A dry breeze rustled through the garden. I said, “What?”
“I started at Berkeley in nineteen-seventy. Do you remember what nineteen-seventy was like on college campuses?”
“I remember what it was like to be a junior at Stanford,” I said. “I had hair to my shoulders and the halls of my dorm smelled of patchouli oil and pot.”
“I was twenty-five. My hair was still growing out—we really did shave our heads in my order—and if you had asked me about pot, I would’ve thought you were talking about cookware. Needless to say, I knew almost nothing about sex. Mom had told me the bare minimum. The novice mother supplied some other clinical details but strictly in the interests of hygiene. We had taken a vow of celibacy, after all.”
“You had no feelings toward any of your sisters?”

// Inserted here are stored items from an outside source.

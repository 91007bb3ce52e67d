use crate::config::types::{Config, CrawlerConfig, GithubConfig, OutputConfig, SiteEntry, UserAgentConfig};
use crate::ConfigError;
use url::Url;

/// Validates the entire configuration
pub fn validate(config: &Config) -> Result<(), ConfigError> {
    validate_crawler_config(&config.crawler)?;
    validate_user_agent_config(&config.user_agent)?;
    validate_output_config(&config.output)?;
    validate_sites(&config.sites)?;
    validate_github_config(&config.github)?;
    Ok(())
}

/// Validates crawler configuration
fn validate_crawler_config(config: &CrawlerConfig) -> Result<(), ConfigError> {
    if config.delay_ms > 60_000 {
        return Err(ConfigError::Validation(format!(
            "delay_ms must be <= 60000ms, got {}ms",
            config.delay_ms
        )));
    }

    if config.timeout_secs < 1 || config.timeout_secs > 300 {
        return Err(ConfigError::Validation(format!(
            "timeout_secs must be between 1 and 300, got {}",
            config.timeout_secs
        )));
    }

    if config.max_pages < 1 {
        return Err(ConfigError::Validation(format!(
            "max_pages must be >= 1, got {}",
            config.max_pages
        )));
    }

    if config.max_consecutive_failures < 1 {
        return Err(ConfigError::Validation(format!(
            "max_consecutive_failures must be >= 1, got {}",
            config.max_consecutive_failures
        )));
    }

    if config.freshness_days < 0 {
        return Err(ConfigError::Validation(format!(
            "freshness_days cannot be negative, got {}",
            config.freshness_days
        )));
    }

    Ok(())
}

/// Validates user agent configuration
fn validate_user_agent_config(config: &UserAgentConfig) -> Result<(), ConfigError> {
    if config.crawler_name.is_empty() {
        return Err(ConfigError::Validation(
            "crawler_name cannot be empty".to_string(),
        ));
    }

    if !config
        .crawler_name
        .chars()
        .all(|c| c.is_alphanumeric() || c == '-')
    {
        return Err(ConfigError::Validation(format!(
            "crawler_name must contain only alphanumeric characters and hyphens, got '{}'",
            config.crawler_name
        )));
    }

    Url::parse(&config.contact_url)
        .map_err(|e| ConfigError::InvalidUrl(format!("Invalid contact_url: {}", e)))?;

    Ok(())
}

/// Validates output configuration
fn validate_output_config(config: &OutputConfig) -> Result<(), ConfigError> {
    if config.data_dir.is_empty() {
        return Err(ConfigError::Validation(
            "data_dir cannot be empty".to_string(),
        ));
    }

    Ok(())
}

/// Validates documentation site entries
fn validate_sites(sites: &[SiteEntry]) -> Result<(), ConfigError> {
    for site in sites {
        let seed = parse_http_url(&site.seed, "seed")?;

        if site.allow_prefixes.is_empty() {
            return Err(ConfigError::Validation(format!(
                "Site '{}' must have at least one allowed prefix",
                site.seed
            )));
        }

        if let Some(prefix) = site.allow_prefixes.iter().find(|p| !p.starts_with('/')) {
            return Err(ConfigError::Validation(format!(
                "Allowed prefix '{}' must start with '/'",
                prefix
            )));
        }

        if !site
            .allow_prefixes
            .iter()
            .any(|prefix| seed.path().starts_with(prefix.as_str()))
        {
            return Err(ConfigError::Validation(format!(
                "Seed '{}' is outside its own allowed prefixes",
                site.seed
            )));
        }
    }

    Ok(())
}

/// Validates repository harvester configuration
fn validate_github_config(config: &GithubConfig) -> Result<(), ConfigError> {
    parse_http_url(&config.api_base, "api_base")?;
    parse_http_url(&config.web_base, "web_base")?;

    if config.max_file_size < 1 {
        return Err(ConfigError::Validation(
            "max_file_size must be >= 1 byte".to_string(),
        ));
    }

    if config.max_files_per_repo < 1 {
        return Err(ConfigError::Validation(format!(
            "max_files_per_repo must be >= 1, got {}",
            config.max_files_per_repo
        )));
    }

    if config.repositories.iter().any(|r| r.trim().is_empty()) {
        return Err(ConfigError::Validation(
            "repository references cannot be empty".to_string(),
        ));
    }

    Ok(())
}

/// Parses a URL that must use http or https and carry a host
fn parse_http_url(raw: &str, field: &str) -> Result<Url, ConfigError> {
    let url = Url::parse(raw)
        .map_err(|e| ConfigError::InvalidUrl(format!("Invalid {} '{}': {}", field, raw, e)))?;

    if url.scheme() != "http" && url.scheme() != "https" {
        return Err(ConfigError::Validation(format!(
            "{} '{}' must use http or https",
            field, raw
        )));
    }

    if url.host_str().is_none() {
        return Err(ConfigError::InvalidUrl(format!(
            "{} '{}' has no host",
            field, raw
        )));
    }

    Ok(url)
}
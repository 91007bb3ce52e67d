//! Keyword search over the documentation and repository corpora
//!
//! Linear substring scoring only: every query scans the loaded corpus.

mod engine;
mod results;
mod scoring;

pub use engine::SearchEngine;
pub use results::{
    CombinedResults, DocResult, ExampleHit, ExampleResults, FileResult, PatternResult, SearchError,
    SearchHit, SearchSource, SourceStatus,
};
pub use scoring::{snippet, FoldedQuery, SNIPPET_CHARS};

use crate::storage::JsonStorage;
use std::path::Path;

/// Opens a search engine over a data directory without creating it
pub fn open_engine(data_dir: &Path) -> SearchEngine<JsonStorage> {
    SearchEngine::new(JsonStorage::open(data_dir))
}
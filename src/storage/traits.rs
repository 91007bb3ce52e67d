//! Storage traits and error types
//!
//! This module defines the trait interface for corpus backends and
//! associated error types.

use crate::storage::schema::Collection;
use crate::types::{
    CrawlStats, DocIndexEntry, Document, FileAnalysis, FileTypeBreakdown, PatternIndex,
    RepositoryDescriptor, RepositoryFile, TopicIndex,
};
use thiserror::Error;

/// Errors that can occur during storage operations
#[derive(Debug, Error)]
pub enum StorageError {
    #[error("Corpus '{0}' is not available yet, populate data first")]
    NotFound(String),

    #[error("Corpus '{collection}' is corrupt or mid-write: {message}")]
    Corrupt { collection: String, message: String },

    #[error("Corpus '{collection}' has unsupported format version {found}")]
    UnsupportedFormat { collection: String, found: u32 },

    #[error("Serialization error: {0}")]
    Serialization(#[from] serde_json::Error),

    #[error("IO error: {0}")]
    Io(#[from] std::io::Error),
}

impl StorageError {
    /// Returns true when the corpus simply has not been written yet
    pub fn is_not_found(&self) -> bool {
        matches!(self, Self::NotFound(_))
    }
}

/// Result type for storage operations
pub type StorageResult<T> = Result<T, StorageError>;

/// Trait for corpus backend implementations
///
/// Every save replaces the whole collection. Loads of a collection that was
/// never written fail with [`StorageError::NotFound`].
pub trait Storage {
    // ===== Documentation Corpus =====

    /// Replaces the full documents collection
    fn save_documents(&mut self, documents: &[Document]) -> StorageResult<()>;

    fn load_documents(&self) -> StorageResult<Vec<Document>>;

    /// Replaces the reduced documents index
    fn save_doc_index(&mut self, entries: &[DocIndexEntry]) -> StorageResult<()>;

    fn load_doc_index(&self) -> StorageResult<Vec<DocIndexEntry>>;

    /// Overwrites the crawl stats record
    fn save_crawl_stats(&mut self, stats: &CrawlStats) -> StorageResult<()>;

    /// Loads the last crawl stats, or `None` if no crawl has completed
    fn load_crawl_stats(&self) -> StorageResult<Option<CrawlStats>>;

    // ===== Repository Corpus =====

    fn save_repositories(&mut self, repositories: &[RepositoryDescriptor]) -> StorageResult<()>;

    fn load_repositories(&self) -> StorageResult<Vec<RepositoryDescriptor>>;

    fn save_repository_files(&mut self, files: &[RepositoryFile]) -> StorageResult<()>;

    fn load_repository_files(&self) -> StorageResult<Vec<RepositoryFile>>;

    fn save_patterns(&mut self, patterns: &PatternIndex) -> StorageResult<()>;

    fn load_patterns(&self) -> StorageResult<PatternIndex>;

    fn save_topics(&mut self, topics: &TopicIndex) -> StorageResult<()>;

    fn load_topics(&self) -> StorageResult<TopicIndex>;

    fn save_file_analysis(&mut self, analysis: &[FileAnalysis]) -> StorageResult<()>;

    fn load_file_analysis(&self) -> StorageResult<Vec<FileAnalysis>>;

    fn save_file_types(&mut self, breakdown: &FileTypeBreakdown) -> StorageResult<()>;

    fn load_file_types(&self) -> StorageResult<FileTypeBreakdown>;

    // ===== Metadata =====

    /// Returns the generation of a collection, or `None` if it was never written
    fn generation(&self, collection: Collection) -> StorageResult<Option<u64>>;
}
//! State module for tracking crawl progress
//!
//! # Components
//!
//! - `CrawlState`: lifecycle of one documentation crawl run
//! - `FailureBreaker`: consecutive-failure circuit breaker that aborts a run

mod breaker;
mod crawl_state;

pub use breaker::FailureBreaker;
pub use crawl_state::CrawlState;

“I had plenty of feelings toward them,” she said. “But I didn’t recognize them as being sexual. I really was very, very naive. When I walked around Berkeley, I felt like I was branded with a scarlet V.”
“I don’t understand.”
She shot me a look. “Virgin, Henry. All the other students seemed so sophisticated and experienced. I felt like a dress that had never been worn and I very much wanted to be worn. To be part of the excitement around me. To be young. I met a boy. A law student, actually. We went to a party and got drunk and I told him I was a virgin and he said he could take care of that.”
“Did he rape you?”
“God, no,” she said. “Though I can’t imagine it was much fun for him. I was very awkward the first few times.”
“The first few times?”
“I went out with Charlie for a couple of months.”
“Charlie?”
“Charlie Tejada,” she said. “He was the first Chicano I ever met. He couldn’t speak ten words of Spanish and his dad was an accountant in L.A., but he lectured me about
la causa
and told me that studying American literature was assimilationist.” Her tone was rueful but affectionate. “He dropped me for a girl from Chile whose father was in Allende’s cabinet. I was hurt and relieved. Grateful to him for teaching me about sex. He was kind and patient in bed. But not,” she added, “very careful. I knew about birth control pills but I didn’t start taking them until after we’d had sex several times. I remember complaining to one of my housemates that the pressure of studying was making me sick in the morning. She said, very casually, that I was probably pregnant. I went to the student health center. She was right.”
“What did you do?”
“Panicked. I was frightened and ashamed and I didn’t know who to turn to.”
“What about Charlie?”
She shook her head. “As inexperienced as I was, I still knew there was nothing to our affair. I mean, he wasn’t going to marry me and I wouldn’t have wanted that anyway.”
“Why not?”
“I had begun to think I might be lesbian.”
“Just like that, out of nowhere?”
“Those feelings I’d had for other women in the convent that I didn’t recognize as sexual? I did after I started sleeping with Charlie. Sex was the missing piece that finally made sense of things. Do you know what I mean?”
I had a flash of myself at nineteen in bed with the first boy I ever made love to, and how, when he kissed me, it eliminated any doubt in my mind about who I was or what I wanted. “I think so,” I said.
“I liked being with Charlie, but something was missing. I was on the verge of admitting what it was when I discovered I was pregnant.”
“What did you do?”
“There was a professor in the department who was openly gay. I showed up at her office one day, told her I thought I was a lesbian, and begged her to help me deal with the pregnancy.”